補遺: 実験記録XXX-11で抜けたSCP-XXX-JP-1を保管していたところ、付着していた組織が肥大化し、82時間後にはD-23226の姿を形成しました。遺伝子的にもD-23226のものと完全に一致しており、SCP-XXX-JP-1の状態、記憶ともに死亡直前のもの有しています。さらなる実験の結果、SCP-XXX-JP-1保持者はSCP-XXX-JP-1を引き抜かれて死亡した際にのみ蘇生することが判明しました(以下、蘇生者をSCP-XXX-JP-2)。SCP-XXX-JP-2からSCP-XXX-JP-1を引き抜いた場合にも蘇生しますが、これを繰り返すたびに蘇生は粗雑なもの1へとなっていきます。しかし、このように身体の構造上は脆くなっていくにも関わらず、SCP-XXX-JP-1を引く抜くのに要する力は蘇生する度に指数関数的に増加していくことが確認されました。

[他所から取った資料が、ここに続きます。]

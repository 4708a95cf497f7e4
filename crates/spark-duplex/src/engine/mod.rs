//! 双工流引擎。
//!
//! # 教案级注释
//!
//! ## 意图（Why）
//! - 在适配后的连接之上提供一条结构化值的双工流：写入一个值即发送一帧，收到一帧即读出一个值；
//! - 把“本地结束写入”“对端关闭”“带错误销毁”三条终止路径收敛到同一个终态，
//!   保证 `Close` 恰好一次、监听器不泄漏、关闭码可预期。
//!
//! ## 状态空间（What）
//! - 连接状态（CONNECTING/OPEN/CLOSING/CLOSED）× 流意图（Active/Ending/Destroyed）× 是否已发出 `Close`；
//! - 引擎在构造时注册恰好一个 message 监听器与一个 close 监听器，只在最终拆除时移除；
//! - 另外至多存在一对待发队列监听器（[`pending`]）与一个关闭观察监听器（[`shutdown`]）。
//!
//! ## 逻辑（How）
//! - [`writable`]：串行化写入，同一时刻只有一个写入在途，其余按 FIFO 缓冲；
//! - [`pending`]：CONNECTING 期间的待发队列，握手完成后按序重发；
//! - [`shutdown`]：“关闭底层连接并收尾”的重试协议；
//! - [`readable`]：读侧缓冲、暂停/恢复与 `futures::Stream` 集成。
//!
//! ## 风险提示（Trade-offs）
//! - 所有监听器只持有引擎的 `Weak` 引用：连接不会让被遗弃的引擎存活；
//!   最后一个句柄析构时，引擎从连接上移除自己的全部监听器。

mod events;
mod pending;
mod readable;
mod shutdown;
#[cfg(test)]
mod testing;
mod writable;

use std::cell::RefCell;
use std::fmt;
use std::rc::{Rc, Weak};

use futures::task::{LocalSpawn, LocalSpawnExt};
use tracing::{debug, trace, warn};

pub use events::{ObserverId, StreamEvent};
pub use writable::Ack;

use crate::classify::classify;
use crate::close::CloseFrame;
use crate::codec::Codec;
use crate::config::DuplexConfig;
use crate::connection::{Connection, ConnectionEvent, EventKind, Listener};
use crate::endpoint::Endpoint;
use crate::error::{CodecError, StreamError};
use crate::status::ConnectionStatus;

use events::Observers;
use pending::PendingQueue;
use readable::Readable;
use shutdown::{Completion, ShutdownRequest, ShutdownWatch};
use writable::Writable;

const TARGET: &str = "spark_duplex::engine";

/// 流意图。
#[derive(Clone, Copy, Debug, PartialEq, Eq)]
enum Intent {
    Active,
    Ending,
    Destroyed,
}

/// 引擎生命周期内常驻的一对监听器。
struct LifetimeListeners {
    message: Listener,
    close: Listener,
}

struct State<T> {
    intent: Intent,
    lifetime: Option<LifetimeListeners>,
    pending: Option<PendingQueue>,
    watch: Option<ShutdownWatch>,
    close_emitted: bool,
    writable: Writable<T>,
    readable: Readable<T>,
    observers: Observers<T>,
}

type DeferredTask<C> = Box<dyn FnOnce(&Rc<Inner<C>>)>;

struct Inner<C: Codec> {
    this: Weak<Inner<C>>,
    connection: Rc<dyn Connection>,
    codec: C,
    spawner: Box<dyn LocalSpawn>,
    config: DuplexConfig,
    state: RefCell<State<C::Item>>,
}

/// 结构化值的双工流句柄。
///
/// 句柄可廉价克隆，所有克隆共享同一个引擎；句柄不是 `Send`。
pub struct DuplexStream<C: Codec> {
    inner: Rc<Inner<C>>,
}

impl<C: Codec> Clone for DuplexStream<C> {
    fn clone(&self) -> Self {
        Self {
            inner: Rc::clone(&self.inner),
        }
    }
}

impl<C: Codec> fmt::Debug for DuplexStream<C> {
    fn fmt(&self, f: &mut fmt::Formatter<'_>) -> fmt::Result {
        let state = self.inner.state.borrow();
        f.debug_struct("DuplexStream")
            .field("status", &self.inner.connection.status())
            .field("intent", &state.intent)
            .field("close_emitted", &state.close_emitted)
            .finish_non_exhaustive()
    }
}

impl<C: Codec> DuplexStream<C> {
    /// 在已适配的连接上构造引擎。
    ///
    /// # 契约说明
    /// - **输入**：`connection` 不为引擎独占；`spawner` 承担“下一拍”延迟；
    /// - **后置条件**：连接上新增恰好一个 message 监听器与一个 close 监听器。
    pub fn new(
        connection: Rc<dyn Connection>,
        codec: C,
        spawner: impl LocalSpawn + 'static,
        config: DuplexConfig,
    ) -> Self {
        let paused = config.start_paused;
        let inner = Rc::new_cyclic(|this: &Weak<Inner<C>>| Inner {
            this: this.clone(),
            connection,
            codec,
            spawner: Box::new(spawner),
            config,
            state: RefCell::new(State {
                intent: Intent::Active,
                lifetime: None,
                pending: None,
                watch: None,
                close_emitted: false,
                writable: Writable::default(),
                readable: Readable::new(paused),
                observers: Observers::default(),
            }),
        });
        inner.attach_lifetime();
        debug!(target: TARGET, status = %inner.connection.status(), "duplex stream created");
        Self { inner }
    }

    /// 先按 `config.transport` 分类外部连接对象，再构造引擎。
    pub fn from_endpoint(
        endpoint: Rc<dyn Endpoint>,
        codec: C,
        spawner: impl LocalSpawn + 'static,
        config: DuplexConfig,
    ) -> Result<Self, StreamError> {
        let adapted = classify(endpoint, config.transport)?;
        Ok(Self::new(Rc::new(adapted), codec, spawner, config))
    }

    /// 写入一个值，忽略完成结果（失败仍会以 `Error` 事件通知）。
    pub fn write(&self, value: C::Item) {
        self.inner.write(value, None);
    }

    /// 写入一个值，并在发送完成或失败时调用 `callback`（恰好一次）。
    pub fn write_with(
        &self,
        value: C::Item,
        callback: impl FnOnce(Result<(), StreamError>) + 'static,
    ) {
        self.inner.write(value, Some(Box::new(callback)));
    }

    /// 写入一个值，返回可等待的完成凭据。
    pub fn write_async(&self, value: C::Item) -> Ack {
        let (ack, callback) = Ack::channel();
        self.inner.write(value, Some(callback));
        ack
    }

    /// 结束写侧：已缓冲的写入全部完成后，以 1000/"stream end" 关闭连接。
    pub fn end(&self) {
        self.inner.end(None);
    }

    /// 同 [`Self::end`]，写侧结束（`Finish`）或失败时调用 `callback`。
    pub fn end_with(&self, callback: impl FnOnce(Result<(), StreamError>) + 'static) {
        self.inner.end(Some(Box::new(callback)));
    }

    /// 同 [`Self::end`]，返回可等待的完成凭据。
    pub fn end_async(&self) -> Ack {
        let (ack, callback) = Ack::channel();
        self.inner.end(Some(callback));
        ack
    }

    /// 立即销毁流；重复调用是空操作。
    ///
    /// 关闭码取值：无错误 1005/""；错误自带关闭帧时原样使用；否则 1011/"stream error"。
    pub fn destroy(&self, error: Option<StreamError>) {
        self.inner.destroy(error);
    }

    /// 订阅流事件；若流处于初始的隐式暂停模式，订阅会把它切换为流动模式。
    pub fn subscribe(&self, observer: impl Fn(&StreamEvent<C::Item>) + 'static) -> ObserverId {
        self.inner.subscribe(Rc::new(observer))
    }

    /// 退订；返回是否确实移除了观察者。
    pub fn unsubscribe(&self, id: ObserverId) -> bool {
        self.inner.state.borrow_mut().observers.remove(id)
    }

    /// 显式暂停 `Data` 派发，后续值进入读侧缓冲。
    pub fn pause(&self) {
        self.inner.pause();
    }

    /// 恢复流动模式，并立即派发缓冲中的值。
    pub fn resume(&self) {
        self.inner.resume();
    }

    /// 当前是否没有处于流动模式。
    pub fn is_paused(&self) -> bool {
        self.inner.state.borrow().readable.is_paused()
    }

    /// 拉模式读取一个缓冲值。
    pub fn read(&self) -> Option<C::Item> {
        self.inner.read()
    }

    /// 底层连接的当前状态。
    pub fn status(&self) -> ConnectionStatus {
        self.inner.connection.status()
    }

    /// 是否已进入销毁。
    pub fn is_destroyed(&self) -> bool {
        self.inner.state.borrow().intent == Intent::Destroyed
    }

    /// 写侧是否已优雅结束（`Finish` 已派发）。
    pub fn is_finished(&self) -> bool {
        self.inner.state.borrow().writable.finished
    }

    /// `Close` 是否已派发。
    pub fn is_closed(&self) -> bool {
        self.inner.state.borrow().close_emitted
    }

    /// 读侧缓冲中的值数量。
    pub fn buffered_len(&self) -> usize {
        self.inner.state.borrow().readable.len()
    }

    /// 待发队列中等待握手完成的写入数量。
    pub fn pending_len(&self) -> usize {
        self.inner
            .state
            .borrow()
            .pending
            .as_ref()
            .map_or(0, PendingQueue::len)
    }
}

impl<C: Codec> Inner<C> {
    fn attach_lifetime(self: &Rc<Self>) {
        let weak = self.this.clone();
        let message = Listener::new(move |event| {
            if let (Some(inner), ConnectionEvent::Message { data }) = (weak.upgrade(), event) {
                inner.on_message(data);
            }
        });
        let weak = self.this.clone();
        let close = Listener::new(move |event| {
            if let Some(inner) = weak.upgrade() {
                inner.on_remote_close(event);
            }
        });
        self.connection.on(EventKind::Message, &message);
        self.connection.on(EventKind::Close, &close);
        self.state.borrow_mut().lifetime = Some(LifetimeListeners { message, close });
    }

    /// 移除常驻监听器；之后收到的消息一律忽略。
    fn teardown_lifetime(&self) {
        let lifetime = self.state.borrow_mut().lifetime.take();
        if let Some(lifetime) = lifetime {
            self.connection.off(EventKind::Message, &lifetime.message);
            self.connection.off(EventKind::Close, &lifetime.close);
            trace!(target: TARGET, "lifetime listeners removed");
        }
    }

    fn on_message(self: &Rc<Self>, data: &str) {
        if self.state.borrow().lifetime.is_none() {
            return;
        }
        match self.codec.deserialize(data) {
            Ok(Some(value)) => self.push_readable(value),
            Ok(None) => self.destroy(Some(StreamError::Deserialization {
                source: CodecError::absent(),
            })),
            Err(source) => self.destroy(Some(StreamError::Deserialization { source })),
        }
    }

    fn on_remote_close(self: &Rc<Self>, event: &ConnectionEvent) {
        if self.state.borrow().intent != Intent::Active {
            return;
        }
        if let ConnectionEvent::Close { code, reason } = event {
            debug!(target: TARGET, code = ?code, reason = %reason, "remote close observed");
        }
        self.destroy(None);
    }

    fn destroy(self: &Rc<Self>, error: Option<StreamError>) {
        let (pending, buffered, end_callbacks) = {
            let mut state = self.state.borrow_mut();
            if state.intent == Intent::Destroyed || state.close_emitted {
                trace!(target: TARGET, "destroy ignored: stream already terminated");
                return;
            }
            state.intent = Intent::Destroyed;
            let pending = state.pending.take();
            let (buffered, end_callbacks) = state.writable.abandon();
            (pending, buffered, end_callbacks)
        };
        debug!(
            target: TARGET,
            error = error.as_ref().map(StreamError::code),
            "destroying duplex stream"
        );

        self.teardown_lifetime();
        if let Some(queue) = pending {
            self.fail_pending(queue);
        }
        self.detach_watch();
        for request in buffered {
            request.fail(StreamError::Closed);
        }
        for callback in end_callbacks {
            callback(Err(StreamError::Closed));
        }

        let frame = CloseFrame::for_destroy(error.as_ref());
        debug!(target: TARGET, code = frame.code, reason = %frame.reason, "close frame chosen for destroy");
        self.shutdown(ShutdownRequest {
            frame,
            completion: Completion::Destroy(error),
        });
    }

    fn emit(&self, event: StreamEvent<C::Item>) {
        let observers = self.state.borrow().observers.snapshot();
        trace!(target: TARGET, event = event.name(), observers = observers.len(), "emit");
        for observer in observers {
            observer(&event);
        }
    }

    fn emit_close_once(&self) {
        {
            let mut state = self.state.borrow_mut();
            if state.close_emitted {
                return;
            }
            state.close_emitted = true;
            state.readable.end();
        }
        debug!(target: TARGET, "terminal close");
        self.emit(StreamEvent::Close);
        let released = self.state.borrow_mut().observers.seal();
        trace!(target: TARGET, observers = released.len(), "observers released after close");
        drop(released);
    }

    /// 推迟到调度器的下一拍执行。
    ///
    /// 派生失败时就地执行并记录告警，任务不会丢失。
    fn defer(&self, task: impl FnOnce(&Rc<Self>) + 'static) {
        let slot: Rc<RefCell<Option<DeferredTask<C>>>> =
            Rc::new(RefCell::new(Some(Box::new(task))));
        let scheduled = Rc::clone(&slot);
        let weak = self.this.clone();
        let spawned = self.spawner.spawn_local(async move {
            let task = scheduled.borrow_mut().take();
            if let (Some(task), Some(inner)) = (task, weak.upgrade()) {
                task(&inner);
            }
        });
        if let Err(err) = spawned {
            warn!(target: TARGET, error = %err, "scheduler rejected deferred task; running inline");
            let task = slot.borrow_mut().take();
            if let (Some(task), Some(inner)) = (task, self.this.upgrade()) {
                task(&inner);
            }
        }
    }
}

impl<C: Codec> Drop for Inner<C> {
    fn drop(&mut self) {
        let state = self.state.get_mut();
        if let Some(lifetime) = state.lifetime.take() {
            self.connection.off(EventKind::Message, &lifetime.message);
            self.connection.off(EventKind::Close, &lifetime.close);
        }
        if let Some(queue) = state.pending.take() {
            for kind in [EventKind::Open, EventKind::Close] {
                self.connection.off(kind, queue.listener());
            }
            queue.fail_all();
        }
        if let Some(watch) = state.watch.take() {
            watch.detach(self.connection.as_ref());
        }
        let (buffered, end_callbacks) = state.writable.abandon();
        for request in buffered {
            request.fail(StreamError::Closed);
        }
        for callback in end_callbacks {
            callback(Err(StreamError::Closed));
        }
        trace!(target: TARGET, "engine dropped; listeners released");
    }
}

インシデント記録XXX: 20██/██/██、SCP-XXX-JP-2となったD-23226の6度目のSCP-XXX-JP-1引き抜き実験の際、サイト-81██内で僅かな揺れが観察されました。調査の結果、SCP-XXX-JP-2から伸びたSCP-XXX-JP-1が、サイト-81██内の壁や床の内部を根を張るようにして侵食しており、特に気密性の維持が重要なオブジェクトや、収容違反の可能性が高い生物型オブジェクトを収容している(とりわけ危険なオブジェクト群)の周りに集中していました。当然ながらD-23228はそれらのオブジェクトについての知識を有しておらず、このことからSCP-XXX-JP-1には何らかの知性のようなものがあることが推測されます。